The U.S. Bureau of Labor Statistics (BLS) reported the Producer Price Index (PPI) rose by 9.6% in November. This is the largest advance since 12-month data were first calculated. The increase in the Consumer Price Index (CPI), at 6.8%, is also the largest 12-month increase since the period ending June 1982.
Consumer and Producer Price Index at Record Pace
High inflation hasn’t been in the American economic landscape since the late 1970s and early 1980s. With inflation as high as 13% in 1979, the Federal Reserve increased interest rates up to 20% to combat the problem.
The BLS report shows the year-over-year price increases on different categories that are driving inflation higher in November.
- Fuel oil – 59.3%
- Gasoline – 58.1%
- Used cars and trucks – 31.4%
- New vehicles – 11.1%
- Food – 6.1%
- Apparel – 5.0%
- Shelter – 3.8%
- Transportation services – 3.9%
The PPI reports price increases of 0.8% in November and 9.6% year-on-year along with 0.7% core PPI rises accelerating 6.9% year-on-year.
The result is higher wholesale goods prices, which rose 1.2% in November after a 1.3% increase in October. The BLS reports prices for final demand goods minus foods and energy climbed 0.8%, the index for final demand energy jumped 2.6%, and prices for final demand foods moved up 1.2%.
Consumers and Small Businesses
When it comes to the CPI this is the highest inflation rate in 39 years, and it is hitting consumers the hardest on things they need most. The price hikes are being felt on essentials such as food, energy, housing, autos, and clothing. For the most part, these are goods and services Americans rely on for their daily lives.
According to the BLS, The index for all items less food and energy rose 4.9% over the last 12 months and for the energy index, the rise was a stunning 33.3% over the last year. The food index increased 6.1% over the year, which is hitting consumers especially hard when you combine it with energy components. On a monthly basis, the November price for final demand services rose 0.7% and for final demand goods, it increased 1.2%. The BLS reports these changes are the largest 12-month increases in at least 13 years in the respective series.

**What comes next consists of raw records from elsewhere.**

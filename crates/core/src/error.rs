use std::time::Duration;

/// Errors surfaced by the terminology core.
///
/// Only [`TerminologyError::MalformedDocument`] and configuration/catalogue-file errors are
/// meant to reach callers of a resolution pass. `CatalogueUnavailable` is absorbed by the
/// resolution engine and turned into a fallback.
#[derive(Debug, thiserror::Error)]
pub enum TerminologyError {
    #[error("invalid input: {0}")]
    InvalidInput(String),

    #[error("malformed document: {0}")]
    MalformedDocument(String),

    #[error("terminology catalogue unavailable: {reason}")]
    CatalogueUnavailable { reason: String },

    #[error("terminology catalogue lookup timed out after {}ms", .0.as_millis())]
    CatalogueTimeout(Duration),

    #[error("invalid catalogue file: {0}")]
    CatalogueFile(String),

    #[error("failed to read catalogue file: {0}")]
    FileRead(std::io::Error),

    #[error("invalid text: {0}")]
    Text(#[from] ncp_types::TextError),
}

/// Any failure to read the document envelope is the fatal tier: nothing can be extracted.
impl From<fhir::FhirError> for TerminologyError {
    fn from(err: fhir::FhirError) -> Self {
        TerminologyError::MalformedDocument(err.to_string())
    }
}

impl TerminologyError {
    /// Whether this error means the catalogue could not answer, as opposed to answering "no".
    pub fn is_catalogue_unavailable(&self) -> bool {
        matches!(
            self,
            TerminologyError::CatalogueUnavailable { .. } | TerminologyError::CatalogueTimeout(_)
        )
    }
}

pub type TerminologyResult<T> = std::result::Result<T, TerminologyError>;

The high prices are coming as wages are increasing in some sectors. But it is worth mentioning they are not enough to offset these rapid increases and years of wage stagnation.
When it comes to small businesses, they are dealing with inflation along with worker shortages and pay raises. And in order to combat the increase, they are also boosting prices to offset their labor and supply costs. This is contributing to the carousel of price increases almost across the board. According to Edmunds.com, the average price for a used car is up a staggering 28% from the same period in November 2020. This is a whopping average of $29,011 based on Edmunds’ data.